— WORK INSTRUCTIONS —
Give all the data again exactly.

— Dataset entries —
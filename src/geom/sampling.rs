//! Inverse-CDF element selection and in-element coordinate draws.
//!
//! Every sampler consumes caller-supplied uniform draws (`ern` for the
//! element, `uvrn` for the coordinate) so results are reproducible from a
//! fixed random sequence. [`ShapeDistribution::sample_with_rng`] is a thin
//! wrapper that pulls the draws from a [`rand::Rng`].

#[cfg(feature = "parallel")]
use rayon::prelude::*;
use rand::Rng;
use serde::{Deserialize, Serialize};

use super::distribution::ShapeDistribution;
use super::elements::ElementKind;
use super::error::ShapeError;

/// Coordinate inside a single element.
#[derive(Debug, Clone, Copy, PartialEq, Serialize, Deserialize)]
pub enum ElementCoord {
    /// Points have no interior; the whole vertex is selected.
    Point,
    /// Line parameter, weights `(1-t, t)`.
    Line { t: f64 },
    /// Barycentric coordinate, weights `(1-u-v, u, v)`.
    Triangle { u: f64, v: f64 },
}

impl ElementCoord {
    #[must_use]
    pub fn kind(&self) -> ElementKind {
        match self {
            Self::Point => ElementKind::Point,
            Self::Line { .. } => ElementKind::Line,
            Self::Triangle { .. } => ElementKind::Triangle,
        }
    }
}

/// An element index plus a coordinate inside it.
#[derive(Debug, Clone, Copy, PartialEq, Serialize, Deserialize)]
pub struct ElementSample {
    pub element: usize,
    pub coord: ElementCoord,
}

impl ElementSample {
    #[must_use]
    pub fn point(element: usize) -> Self {
        Self {
            element,
            coord: ElementCoord::Point,
        }
    }

    #[must_use]
    pub fn line(element: usize, t: f64) -> Self {
        Self {
            element,
            coord: ElementCoord::Line { t },
        }
    }

    #[must_use]
    pub fn triangle(element: usize, u: f64, v: f64) -> Self {
        Self {
            element,
            coord: ElementCoord::Triangle { u, v },
        }
    }

    #[must_use]
    pub fn kind(&self) -> ElementKind {
        self.coord.kind()
    }
}

fn check_draw(value: f64) -> Result<f64, ShapeError> {
    if value.is_finite() && (0.0..=1.0).contains(&value) {
        Ok(value)
    } else {
        Err(ShapeError::DrawOutOfRange { value })
    }
}

/// Smallest index `i` with `cdf[i] >= ern`, clamped to the last element.
///
/// `ern` must lie in `[0, 1]`. The clamp keeps draws that land above the
/// last entry through rounding on the last element.
pub fn sample_cdf(cdf: &[f64], ern: f64) -> Result<usize, ShapeError> {
    if cdf.is_empty() {
        return Err(ShapeError::EmptyDistribution);
    }
    let ern = check_draw(ern)?;
    let index = cdf.partition_point(|&c| c < ern);
    Ok(index.min(cdf.len() - 1))
}

/// Maps a uniform square draw to a uniform barycentric coordinate.
///
/// Returns `(1 - sqrt(u), v * sqrt(u))`, which always satisfies
/// `u' >= 0`, `v' >= 0`, `u' + v' <= 1`.
#[must_use]
pub fn uniform_triangle_uv(u: f64, v: f64) -> (f64, f64) {
    let su = u.sqrt();
    (1.0 - su, v * su)
}

pub fn sample_points(cdf: &[f64], ern: f64) -> Result<ElementSample, ShapeError> {
    Ok(ElementSample::point(sample_cdf(cdf, ern)?))
}

/// Picks a line and uses `uvrn.0` unchanged as its parameter.
pub fn sample_lines(cdf: &[f64], ern: f64, uvrn: (f64, f64)) -> Result<ElementSample, ShapeError> {
    let element = sample_cdf(cdf, ern)?;
    let t = check_draw(uvrn.0)?;
    Ok(ElementSample::line(element, t))
}

/// Picks a triangle and remaps `uvrn` to a uniform barycentric coordinate.
pub fn sample_triangles(
    cdf: &[f64],
    ern: f64,
    uvrn: (f64, f64),
) -> Result<ElementSample, ShapeError> {
    let element = sample_cdf(cdf, ern)?;
    let (u, v) = uniform_triangle_uv(check_draw(uvrn.0)?, check_draw(uvrn.1)?);
    Ok(ElementSample::triangle(element, u, v))
}

/// Dispatches to the sampler of the single non-empty CDF.
///
/// Fails with [`ShapeError::InvalidElementSelection`] unless exactly one of
/// the three CDFs is non-empty.
pub fn sample_shape_cdfs(
    point_cdf: &[f64],
    line_cdf: &[f64],
    triangle_cdf: &[f64],
    ern: f64,
    uvrn: (f64, f64),
) -> Result<ElementSample, ShapeError> {
    match (
        point_cdf.is_empty(),
        line_cdf.is_empty(),
        triangle_cdf.is_empty(),
    ) {
        (false, true, true) => sample_points(point_cdf, ern),
        (true, false, true) => sample_lines(line_cdf, ern, uvrn),
        (true, true, false) => sample_triangles(triangle_cdf, ern, uvrn),
        (p, l, t) => Err(ShapeError::InvalidElementSelection {
            populated: [p, l, t].into_iter().filter(|empty| !empty).count(),
        }),
    }
}

impl ShapeDistribution {
    /// Draws an element and coordinate from the caller's uniform draws.
    pub fn sample(&self, ern: f64, uvrn: (f64, f64)) -> Result<ElementSample, ShapeError> {
        match self.kind() {
            ElementKind::Point => sample_points(self.cdf(), ern),
            ElementKind::Line => sample_lines(self.cdf(), ern, uvrn),
            ElementKind::Triangle => sample_triangles(self.cdf(), ern, uvrn),
        }
    }

    /// Draws `ern` and `uvrn` from `rng` and samples with them.
    pub fn sample_with_rng<R: Rng + ?Sized>(
        &self,
        rng: &mut R,
    ) -> Result<ElementSample, ShapeError> {
        let ern: f64 = rng.random();
        let uvrn: (f64, f64) = (rng.random(), rng.random());
        self.sample(ern, uvrn)
    }
}

/// Samples once per `(ern, uvrn)` draw, in draw order.
///
/// The first invalid draw fails the whole batch.
#[cfg(feature = "parallel")]
pub fn sample_many(
    dist: &ShapeDistribution,
    draws: &[(f64, (f64, f64))],
) -> Result<Vec<ElementSample>, ShapeError> {
    draws
        .par_iter()
        .map(|&(ern, uvrn)| dist.sample(ern, uvrn))
        .collect()
}

/// Samples once per `(ern, uvrn)` draw, in draw order.
///
/// The first invalid draw fails the whole batch.
#[cfg(not(feature = "parallel"))]
pub fn sample_many(
    dist: &ShapeDistribution,
    draws: &[(f64, (f64, f64))],
) -> Result<Vec<ElementSample>, ShapeError> {
    draws
        .iter()
        .map(|&(ern, uvrn)| dist.sample(ern, uvrn))
        .collect()
}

— SOLUTION —
filename src/geom/sampling.rs
//! Inverse-CDF element selection and in-element coordinate draws.
//!
//! Every sampler consumes caller-supplied uniform draws (`ern` for the
//! element, `uvrn` for the coordinate) so results are reproducible from a
//! fixed random sequence. [`ShapeDistribution::sample_with_rng`] is a thin
//! wrapper that pulls the draws from a [`rand::Rng`].

#[cfg(feature = "parallel")]
use rayon::prelude::*;
use rand::Rng;
use serde::{Deserialize, Serialize};

use super::distribution::ShapeDistribution;
use super::elements::ElementKind;
use super::error::ShapeError;

/// Coordinate inside a single element.
#[derive(Debug, Clone, Copy, PartialEq, Serialize, Deserialize)]
pub enum ElementCoord {
    /// Points have no interior; the whole vertex is selected.
    Point,
    /// Line parameter, weights `(1-t, t)`.
    Line { t: f64 },
    /// Barycentric coordinate, weights `(1-u-v, u, v)`.
    Triangle { u: f64, v: f64 },
}

impl ElementCoord {
    #[must_use]
    pub fn kind(&self) -> ElementKind {
        match self {
            Self::Point => ElementKind::Point,
            Self::Line { .. } => ElementKind::Line,
            Self::Triangle { .. } => ElementKind::Triangle,
        }
    }
}

/// An element index plus a coordinate inside it.
#[derive(Debug, Clone, Copy, PartialEq, Serialize, Deserialize)]
pub struct ElementSample {
    pub element: usize,
    pub coord: ElementCoord,
}

impl ElementSample {
    #[must_use]
    pub fn point(element: usize) -> Self {
        Self {
            element,
            coord: ElementCoord::Point,
        }
    }

    #[must_use]
    pub fn line(element: usize, t: f64) -> Self {
        Self {
            element,
            coord: ElementCoord::Line { t },
        }
    }

    #[must_use]
    pub fn triangle(element: usize, u: f64, v: f64) -> Self {
        Self {
            element,
            coord: ElementCoord::Triangle { u, v },
        }
    }

    #[must_use]
    pub fn kind(&self) -> ElementKind {
        self.coord.kind()
    }
}

fn check_draw(value: f64) -> Result<f64, ShapeError> {
    if value.is_finite() && (0.0..=1.0).contains(&value) {
        Ok(value)
    } else {
        Err(ShapeError::DrawOutOfRange { value })
    }
}

/// Smallest index `i` with `cdf[i] >= ern`, clamped to the last element.
///
/// `ern` must lie in `[0, 1]`. The clamp keeps draws that land above the
/// last entry through rounding on the last element.
pub fn sample_cdf(cdf: &[f64], ern: f64) -> Result<usize, ShapeError> {
    if cdf.is_empty() {
        return Err(ShapeError::EmptyDistribution);
    }
    let ern = check_draw(ern)?;
    let index = cdf.partition_point(|&c| c < ern);
    Ok(index.min(cdf.len() - 1))
}

/// Maps a uniform square draw to a uniform barycentric coordinate.
///
/// Returns `(1 - sqrt(u), v * sqrt(u))`, which always satisfies
/// `u' >= 0`, `v' >= 0`, `u' + v' <= 1`.
#[must_use]
pub fn uniform_triangle_uv(u: f64, v: f64) -> (f64, f64) {
    let su = u.sqrt();
    (1.0 - su, v * su)
}

pub fn sample_points(cdf: &[f64], ern: f64) -> Result<ElementSample, ShapeError> {
    Ok(ElementSample::point(sample_cdf(cdf, ern)?))
}

/// Picks a line and uses `uvrn.0` unchanged as its parameter.
pub fn sample_lines(cdf: &[f64], ern: f64, uvrn: (f64, f64)) -> Result<ElementSample, ShapeError> {
    let element = sample_cdf(cdf, ern)?;
    let t = check_draw(uvrn.0)?;
    Ok(ElementSample::line(element, t))
}

/// Picks a triangle and remaps `uvrn` to a uniform barycentric coordinate.
pub fn sample_triangles(
    cdf: &[f64],
    ern: f64,
    uvrn: (f64, f64),
) -> Result<ElementSample, ShapeError> {
    let element = sample_cdf(cdf, ern)?;
    let (u, v) = uniform_triangle_uv(check_draw(uvrn.0)?, check_draw(uvrn.1)?);
    Ok(ElementSample::triangle(element, u, v))
}

/// Dispatches to the sampler of the single non-empty CDF.
///
/// Fails with [`ShapeError::InvalidElementSelection`] unless exactly one of
/// the three CDFs is non-empty.
pub fn sample_shape_cdfs(
    point_cdf: &[f64],
    line_cdf: &[f64],
    triangle_cdf: &[f64],
    ern: f64,
    uvrn: (f64, f64),
) -> Result<ElementSample, ShapeError> {
    match (
        point_cdf.is_empty(),
        line_cdf.is_empty(),
        triangle_cdf.is_empty(),
    ) {
        (false, true, true) => sample_points(point_cdf, ern),
        (true, false, true) => sample_lines(line_cdf, ern, uvrn),
        (true, true, false) => sample_triangles(triangle_cdf, ern, uvrn),
        (p, l, t) => Err(ShapeError::InvalidElementSelection {
            populated: [p, l, t].into_iter().filter(|empty| !empty).count(),
        }),
    }
}

impl ShapeDistribution {
    /// Draws an element and coordinate from the caller's uniform draws.
    pub fn sample(&self, ern: f64, uvrn: (f64, f64)) -> Result<ElementSample, ShapeError> {
        match self.kind() {
            ElementKind::Point => sample_points(self.cdf(), ern),
            ElementKind::Line => sample_lines(self.cdf(), ern, uvrn),
            ElementKind::Triangle => sample_triangles(self.cdf(), ern, uvrn),
        }
    }

    /// Draws `ern` and `uvrn` from `rng` and samples with them.
    pub fn sample_with_rng<R: Rng + ?Sized>(
        &self,
        rng: &mut R,
    ) -> Result<ElementSample, ShapeError> {
        let ern: f64 = rng.random();
        let uvrn: (f64, f64) = (rng.random(), rng.random());
        self.sample(ern, uvrn)
    }
}

/// Samples once per `(ern, uvrn)` draw, in draw order.
///
/// The first invalid draw fails the whole batch.
#[cfg(feature = "parallel")]
pub fn sample_many(
    dist: &ShapeDistribution,
    draws: &[(f64, (f64, f64))],
) -> Result<Vec<ElementSample>, ShapeError> {
    draws
        .par_iter()
        .map(|&(ern, uvrn)| dist.sample(ern, uvrn))
        .collect()
}

/// Samples once per `(ern, uvrn)` draw, in draw order.
///
/// The first invalid draw fails the whole batch.
#[cfg(not(feature = "parallel"))]
pub fn sample_many(
    dist: &ShapeDistribution,
    draws: &[(f64, (f64, f64))],
) -> Result<Vec<ElementSample>, ShapeError> {
    draws
        .iter()
        .map(|&(ern, uvrn)| dist.sample(ern, uvrn))
        .collect()
}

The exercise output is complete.